Thursday, March 6, 2008

The Race Post

Someone said something racist to me today.

Totally not ready for it, and I really don't know how to feel about it.
Fact is, I'm not even sure how racist it really was. Nonetheless, something was said.
We weren't in confidence and it wasn't one of those "look over your shoulder, make sure no one is around" type conversations (the difference being blatant ignorance vs. calculated commentary, of which neither is any better than the other).
We definitely don't know each other that well at all, but I'm sure to see this person again.
Yet out of the blue, this person said something offensive about Mexican people.
I'm going to totally assume that this person didn't know I'm part Mexican, hell, I'm the least Mexican, Mexican...probably ever. I mean, for kicks I'll ask acquaintances what they think my ethnicity is and the responses I get usually look something like this:
  1. Italian
  2. Greek
  3. Iranian
But that doesn't mean I'm not proud of Mexican people or feel it's OK to continuously shit on them. And boy do Mexicans get shat on.
You never hear "those white guys were so dirty" or "drunk white people are gross," but substitute "white" for "black" or "mexican" and all the sudden it sounds like something you've heard before.
Now I'm sure there are people who have made careers on their theories of why this is. I believe it is the direct effect or at the very least, a symptom of institutionalized racism. Why Bandaids have their peachy color, why crayola had a pink-ish "Flesh" color until 1962, literally called FLESH on the label, and "Indian Red" until 1999. Peachy-white is so normal, everyday, made for the masses...anything else is just, dirty, gross. What has happened is we've essentially been conditioned for years by good Ol' 'Murican institutions that "hey, racism is A-OK."
But let me step down from my high horse for a moment.
I am not innocent in all of this. Everyone has been guilty at one point or another to having a racially driven stereotypical thought about another person. It sucks, but its the truth. It just cuts a little deeper when a comment or action is made about you or the ethnic background you identify with.

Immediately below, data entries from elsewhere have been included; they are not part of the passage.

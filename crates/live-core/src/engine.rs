//! The polling engine.
//!
//! A single periodic loop drives one round per enabled platform per tick.
//! Platforms are polled concurrently within a tick; per-platform state sits
//! behind its own mutex so a round is the only writer of its tracker. A tick
//! firing while the previous one is still running is dropped, not queued.
//! No round failure stops the loop.

use std::sync::atomic::{AtomicBool, Ordering};
use std::sync::Arc;

use chrono::{DateTime, Utc};
use futures::future::join_all;
use rand::Rng;
use tokio::sync::{Mutex, RwLock};
use tracing::{info, warn};

use crate::auth::CredentialCache;
use crate::config::PollerConfig;
use crate::error::PollError;
use crate::notify::{Dispatcher, NotificationMeta};
use crate::platform::PlatformPoller;
use crate::presence::PresenceTracker;
use crate::render::{offline_message, render_live, DEFAULT_TEMPLATE};
use crate::status::{ChannelPresence, PlatformStatus, StatusBoard};

#[derive(Debug, Clone, Copy, PartialEq, Eq, serde::Serialize)]
#[serde(rename_all = "snake_case")]
pub enum EngineState {
    Idle,
    Active,
    Stopping,
    Stopped,
}

impl EngineState {
    pub fn can_transition_to(self, target: EngineState) -> bool {
        matches!(
            (self, target),
            (EngineState::Idle, EngineState::Active)
                | (EngineState::Active, EngineState::Stopping)
                | (EngineState::Stopping, EngineState::Stopped)
                | (EngineState::Stopped, EngineState::Active)
        )
    }
}

impl std::fmt::Display for EngineState {
    fn fmt(&self, f: &mut std::fmt::Formatter<'_>) -> std::fmt::Result {
        match self {
            Self::Idle => write!(f, "idle"),
            Self::Active => write!(f, "active"),
            Self::Stopping => write!(f, "stopping"),
            Self::Stopped => write!(f, "stopped"),
        }
    }
}

/// One enabled platform with its configured streamers.
pub struct PlatformUnit {
    pub poller: Arc<dyn PlatformPoller>,
    pub streamers: Vec<String>,
}

struct UnitState {
    tracker: PresenceTracker,
    consecutive_failures: u32,
}

struct Unit {
    poller: Arc<dyn PlatformPoller>,
    state: Mutex<UnitState>,
}

pub struct Notifier {
    config: PollerConfig,
    template: String,
    credentials: Arc<CredentialCache>,
    units: Arc<Vec<Unit>>,
    dispatcher: Arc<Dispatcher>,
    board: StatusBoard,
    state: Arc<RwLock<EngineState>>,
    round_in_flight: Arc<AtomicBool>,
    last_tick: Arc<RwLock<Option<DateTime<Utc>>>>,
}

impl Notifier {
    pub fn new(
        config: PollerConfig,
        credentials: CredentialCache,
        platforms: Vec<PlatformUnit>,
        dispatcher: Dispatcher,
    ) -> Self {
        let units = platforms
            .into_iter()
            .map(|p| {
                let platform = p.poller.platform();
                Unit {
                    poller: p.poller,
                    state: Mutex::new(UnitState {
                        tracker: PresenceTracker::new(platform, p.streamers),
                        consecutive_failures: 0,
                    }),
                }
            })
            .collect();

        Self {
            config,
            template: DEFAULT_TEMPLATE.to_string(),
            credentials: Arc::new(credentials),
            units: Arc::new(units),
            dispatcher: Arc::new(dispatcher),
            board: StatusBoard::new(),
            state: Arc::new(RwLock::new(EngineState::Idle)),
            round_in_flight: Arc::new(AtomicBool::new(false)),
            last_tick: Arc::new(RwLock::new(None)),
        }
    }

    pub fn with_template(mut self, template: impl Into<String>) -> Self {
        self.template = template.into();
        self
    }

    pub fn board(&self) -> StatusBoard {
        self.board.clone()
    }

    pub async fn state(&self) -> EngineState {
        *self.state.read().await
    }

    pub async fn last_tick(&self) -> Option<DateTime<Utc>> {
        *self.last_tick.read().await
    }

    /// Start the periodic loop. Idempotent while already active.
    pub async fn start(&self) {
        {
            let mut state = self.state.write().await;
            if *state == EngineState::Active {
                return;
            }
            *state = EngineState::Active;
        }

        info!(
            platforms = self.units.len(),
            destinations = self.dispatcher.len(),
            interval_ms = self.config.poll_interval.as_millis() as u64,
            "Starting notifier"
        );
        if self.dispatcher.is_empty() {
            warn!("No notification destinations configured, transitions will only be logged");
        }

        let state = Arc::clone(&self.state);
        let units = Arc::clone(&self.units);
        let credentials = Arc::clone(&self.credentials);
        let dispatcher = Arc::clone(&self.dispatcher);
        let board = self.board.clone();
        let template = self.template.clone();
        let round_in_flight = Arc::clone(&self.round_in_flight);
        let last_tick = Arc::clone(&self.last_tick);
        let base_ms = self.config.poll_interval.as_millis() as u64;

        tokio::spawn(async move {
            loop {
                {
                    let current = *state.read().await;
                    if current != EngineState::Active {
                        let mut s = state.write().await;
                        *s = EngineState::Stopped;
                        info!("Notifier stopped");
                        break;
                    }
                }

                run_tick(
                    &units,
                    &credentials,
                    &dispatcher,
                    &template,
                    &board,
                    &round_in_flight,
                    &last_tick,
                )
                .await;

                // Jitter the sleep so rounds do not align with other clients.
                let jitter_range = base_ms / 7;
                let jitter = if jitter_range > 0 {
                    rand::thread_rng().gen_range(0..jitter_range * 2) as i64 - jitter_range as i64
                } else {
                    0
                };
                let sleep_ms = (base_ms as i64 + jitter).max(1) as u64;
                tokio::time::sleep(tokio::time::Duration::from_millis(sleep_ms)).await;
            }
        });
    }

    /// Request a stop; the in-flight round is allowed to finish.
    pub async fn stop(&self) {
        let mut state = self.state.write().await;
        if *state == EngineState::Active {
            *state = EngineState::Stopping;
            info!("Stopping notifier");
        }
    }

    /// Run a single tick. Used by tests and the one-shot CLI mode; shares
    /// the in-flight guard with the periodic loop, so an overlapping call
    /// is dropped.
    pub async fn poll_once(&self) {
        run_tick(
            &self.units,
            &self.credentials,
            &self.dispatcher,
            &self.template,
            &self.board,
            &self.round_in_flight,
            &self.last_tick,
        )
        .await;
    }
}

#[allow(clippy::too_many_arguments)]
async fn run_tick(
    units: &[Unit],
    credentials: &CredentialCache,
    dispatcher: &Dispatcher,
    template: &str,
    board: &StatusBoard,
    round_in_flight: &AtomicBool,
    last_tick: &RwLock<Option<DateTime<Utc>>>,
) {
    if round_in_flight.swap(true, Ordering::SeqCst) {
        warn!("Previous round still in flight, dropping this tick");
        return;
    }

    *last_tick.write().await = Some(Utc::now());

    let rounds = units
        .iter()
        .map(|unit| run_platform_round(unit, credentials, dispatcher, template, board));
    join_all(rounds).await;

    round_in_flight.store(false, Ordering::SeqCst);
}

async fn run_platform_round(
    unit: &Unit,
    credentials: &CredentialCache,
    dispatcher: &Dispatcher,
    template: &str,
    board: &StatusBoard,
) {
    let platform = unit.poller.platform();
    let mut state = unit.state.lock().await;

    let channels: Vec<String> = state.tracker.channels().to_vec();
    if channels.is_empty() {
        return;
    }

    let credential = match credentials.get_valid(platform).await {
        Ok(c) => c,
        Err(e) => {
            warn!(%platform, error = %e, "No valid credential, skipping round");
            record_failed_round(&mut state, board);
            return;
        }
    };

    let snapshot = match unit.poller.poll(&channels, &credential).await {
        Ok(s) => s,
        Err(PollError::AuthRejected) => {
            warn!(%platform, "Platform rejected credential, re-authenticating next round");
            credentials.invalidate(platform).await;
            record_failed_round(&mut state, board);
            return;
        }
        Err(e) => {
            warn!(%platform, error = %e, "Platform poll failed, keeping previous state");
            record_failed_round(&mut state, board);
            return;
        }
    };

    let transitions = state.tracker.diff(&snapshot);
    state.consecutive_failures = 0;
    board.record_round(platform_status(&state.tracker, 0));

    for transition in transitions {
        board.record_transition(transition.kind);
        info!(
            platform = %transition.platform,
            channel = %transition.channel,
            status = %transition.kind,
            "Presence transition"
        );

        let message = match &transition.snapshot {
            Some(snap) => render_live(template, snap),
            None => offline_message(transition.platform, &transition.channel),
        };
        let meta = NotificationMeta::from_transition(&transition);
        let outcomes = dispatcher.broadcast(&message, &meta).await;
        let failed = outcomes.iter().filter(|o| !o.is_ok()).count() as u64;
        if failed > 0 {
            board.record_delivery_failures(failed);
        }
    }
}

fn record_failed_round(state: &mut UnitState, board: &StatusBoard) {
    state.consecutive_failures = state.consecutive_failures.saturating_add(1);
    board.record_round(platform_status(&state.tracker, state.consecutive_failures));
}

fn platform_status(tracker: &PresenceTracker, consecutive_failures: u32) -> PlatformStatus {
    PlatformStatus {
        platform: tracker.platform(),
        last_round: Some(Utc::now()),
        consecutive_failures,
        channels: tracker
            .channels()
            .iter()
            .map(|c| ChannelPresence {
                channel: c.clone(),
                is_live: tracker.is_live(c),
            })
            .collect(),
    }
}

#[cfg(test)]
mod tests {
    use super::*;
    use std::sync::atomic::AtomicUsize;
    use std::time::Duration;

    use async_trait::async_trait;

    use crate::auth::Credential;
    use crate::platform::{ChannelSnapshot, Platform, PollSnapshot};

    #[test]
    fn valid_state_transitions() {
        assert!(EngineState::Idle.can_transition_to(EngineState::Active));
        assert!(EngineState::Active.can_transition_to(EngineState::Stopping));
        assert!(EngineState::Stopping.can_transition_to(EngineState::Stopped));
        assert!(EngineState::Stopped.can_transition_to(EngineState::Active));
    }

    #[test]
    fn invalid_state_transitions() {
        assert!(!EngineState::Idle.can_transition_to(EngineState::Stopped));
        assert!(!EngineState::Active.can_transition_to(EngineState::Idle));
        assert!(!EngineState::Stopping.can_transition_to(EngineState::Active));
    }

    struct SlowPoller {
        calls: Arc<AtomicUsize>,
        delay: Duration,
    }

    #[async_trait]
    impl PlatformPoller for SlowPoller {
        fn platform(&self) -> Platform {
            Platform::Twitch
        }

        async fn poll(
            &self,
            streamers: &[String],
            _credential: &Credential,
        ) -> Result<PollSnapshot, PollError> {
            self.calls.fetch_add(1, Ordering::SeqCst);
            tokio::time::sleep(self.delay).await;
            let mut snap = PollSnapshot::default();
            for s in streamers {
                snap.insert(ChannelSnapshot::offline(Platform::Twitch, s.clone()));
            }
            Ok(snap)
        }
    }

    fn seeded_credentials() -> CredentialCache {
        CredentialCache::new(reqwest::Client::new(), &PollerConfig::default(), vec![])
            .with_credential(Credential {
                platform: Platform::Twitch,
                access_token: "tok".into(),
                expires_at: Utc::now() + chrono::Duration::hours(1),
            })
    }

    #[tokio::test]
    async fn overlapping_tick_is_dropped() {
        let calls = Arc::new(AtomicUsize::new(0));
        let notifier = Arc::new(Notifier::new(
            PollerConfig::default(),
            seeded_credentials(),
            vec![PlatformUnit {
                poller: Arc::new(SlowPoller {
                    calls: calls.clone(),
                    delay: Duration::from_millis(200),
                }),
                streamers: vec!["foo".to_string()],
            }],
            Dispatcher::new(vec![]),
        ));

        let slow = tokio::spawn({
            let notifier = notifier.clone();
            async move { notifier.poll_once().await }
        });
        tokio::time::sleep(Duration::from_millis(50)).await;
        notifier.poll_once().await;
        slow.await.unwrap();

        assert_eq!(calls.load(Ordering::SeqCst), 1);
    }

    #[tokio::test]
    async fn failed_round_leaves_presence_untouched() {
        struct FailingPoller;

        #[async_trait]
        impl PlatformPoller for FailingPoller {
            fn platform(&self) -> Platform {
                Platform::Twitch
            }

            async fn poll(
                &self,
                _streamers: &[String],
                _credential: &Credential,
            ) -> Result<PollSnapshot, PollError> {
                Err(PollError::Http {
                    url: "https://api.example".into(),
                    status: 500,
                })
            }
        }

        let notifier = Notifier::new(
            PollerConfig::default(),
            seeded_credentials(),
            vec![PlatformUnit {
                poller: Arc::new(FailingPoller),
                streamers: vec!["foo".to_string()],
            }],
            Dispatcher::new(vec![]),
        );

        notifier.poll_once().await;
        let board = notifier.board();
        assert_eq!(board.rounds_total(), 1);
        assert_eq!(board.went_live_total(), 0);
        assert_eq!(board.platforms()[0].consecutive_failures, 1);
    }
}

I still don't really know how I feel about it, I just know I better come up with something REAL funny for the next one.

1 comment:

Nob Hill Forreal said...

I do have to admit that I kinda half-assed this post. Couldn't decide whether to get right into specifics or paint with broad general strokes, so it came out like how not quite committing to attack the net in tennis gets you a forehand to the balls.